ABOUT THIS EXERCISE:
Output the entries below exactly, from the first line to the line holding "self.size_in_pixels = [width, height];", both included.

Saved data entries
=-=-=-=-=
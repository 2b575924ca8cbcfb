use glam::Vec2;

/// egui context plus the wgpu renderer that draws its output.
pub struct EguiLayer {
    pub ctx: egui::Context,
    raw_input: egui::RawInput,
    size_in_pixels: [u32; 2],
    pixels_per_point: f32,

    renderer: egui_wgpu::Renderer,
    clipped_primitives: Vec<egui::ClippedPrimitive>,
    textures_delta: egui::TexturesDelta,
}

impl EguiLayer {
    pub fn new(device: &wgpu::Device, swapchain_format: wgpu::TextureFormat) -> Self {
        let renderer = egui_wgpu::Renderer::new(device, swapchain_format, None, 1);

        Self {
            ctx: egui::Context::default(),
            raw_input: egui::RawInput::default(),
            size_in_pixels: [0, 0],
            pixels_per_point: 1.0,

            renderer,
            clipped_primitives: Vec::new(),
            textures_delta: egui::TexturesDelta::default(),
        }
    }

    /// Sets the surface size in physical pixels and the window's scale
    /// factor; egui itself works in logical points.
    pub fn resize(&mut self, width: u32, height: u32, scale_factor: f64) {
        self.size_in_pixels = [width, height];
        self.pixels_per_point = scale_factor as f32;
        self.raw_input.screen_rect = Some(egui::Rect::from_min_size(
            Default::default(),
            egui::Vec2::new(width as f32, height as f32) / self.pixels_per_point,
        ));
    }

    /// `position` is in logical points.
    pub fn pointer_moved(&mut self, position: Vec2) {
        self.raw_input
            .events
            .push(egui::Event::PointerMoved(egui::Pos2::new(
                position.x, position.y,
            )));
    }

    pub fn pointer_gone(&mut self) {
        self.raw_input.events.push(egui::Event::PointerGone);
    }

    /// Runs one egui frame and tessellates everything painted during it.
    pub fn run<R>(&mut self, delta_time: f32, run_ui: impl FnOnce(&egui::Context) -> R) -> R {
        let mut raw_input = std::mem::take(&mut self.raw_input);
        raw_input.predicted_dt = delta_time;
        raw_input
            .viewports
            .entry(raw_input.viewport_id)
            .or_default()
            .native_pixels_per_point = Some(self.pixels_per_point);
        // Keep the last known size for the next frame
        self.raw_input.screen_rect = raw_input.screen_rect;

        self.ctx.begin_frame(raw_input);
        let result = run_ui(&self.ctx);
        let output = self.ctx.end_frame();

        self.clipped_primitives = self.ctx.tessellate(output.shapes, output.pixels_per_point);
        // Frames that are never presented still owe their texture updates
        self.textures_delta.append(output.textures_delta);
        result
    }

    fn screen_descriptor(&self) -> egui_wgpu::ScreenDescriptor {
        egui_wgpu::ScreenDescriptor {
            size_in_pixels: self.size_in_pixels,
            pixels_per_point: self.ctx.pixels_per_point(),
        }
    }

    pub fn prepare(
        &mut self,
        device: &wgpu::Device,
        queue: &wgpu::Queue,
        encoder: &mut wgpu::CommandEncoder,
    ) {
        let screen_descriptor = self.screen_descriptor();

        for (id, delta) in std::mem::take(&mut self.textures_delta.set) {
            self.renderer.update_texture(device, queue, id, &delta);
        }

        self.renderer.update_buffers(
            device,
            queue,
            encoder,
            &self.clipped_primitives,
            &screen_descriptor,
        );
    }

    pub fn paint<'a>(&'a mut self, rpass: &mut wgpu::RenderPass<'a>) {
        let screen_descriptor = self.screen_descriptor();

        self.renderer
            .render(rpass, &self.clipped_primitives, &screen_descriptor);
    }

    /// Frees textures egui released this frame; call after submitting.
    pub fn finish(&mut self) {
        for id in std::mem::take(&mut self.textures_delta.free) {
            self.renderer.free_texture(&id);
        }
    }
}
=-=-=-=-=
REPLY:
repository 2b575924ca8cbcfb
use glam::Vec2;

/// egui context plus the wgpu renderer that draws its output.
pub struct EguiLayer {
    pub ctx: egui::Context,
    raw_input: egui::RawInput,
    size_in_pixels: [u32; 2],
    pixels_per_point: f32,

    renderer: egui_wgpu::Renderer,
    clipped_primitives: Vec<egui::ClippedPrimitive>,
    textures_delta: egui::TexturesDelta,
}

impl EguiLayer {
    pub fn new(device: &wgpu::Device, swapchain_format: wgpu::TextureFormat) -> Self {
        let renderer = egui_wgpu::Renderer::new(device, swapchain_format, None, 1);

        Self {
            ctx: egui::Context::default(),
            raw_input: egui::RawInput::default(),
            size_in_pixels: [0, 0],
            pixels_per_point: 1.0,

            renderer,
            clipped_primitives: Vec::new(),
            textures_delta: egui::TexturesDelta::default(),
        }
    }

    /// Sets the surface size in physical pixels and the window's scale
    /// factor; egui itself works in logical points.
    pub fn resize(&mut self, width: u32, height: u32, scale_factor: f64) {
        self.size_in_pixels = [width, height];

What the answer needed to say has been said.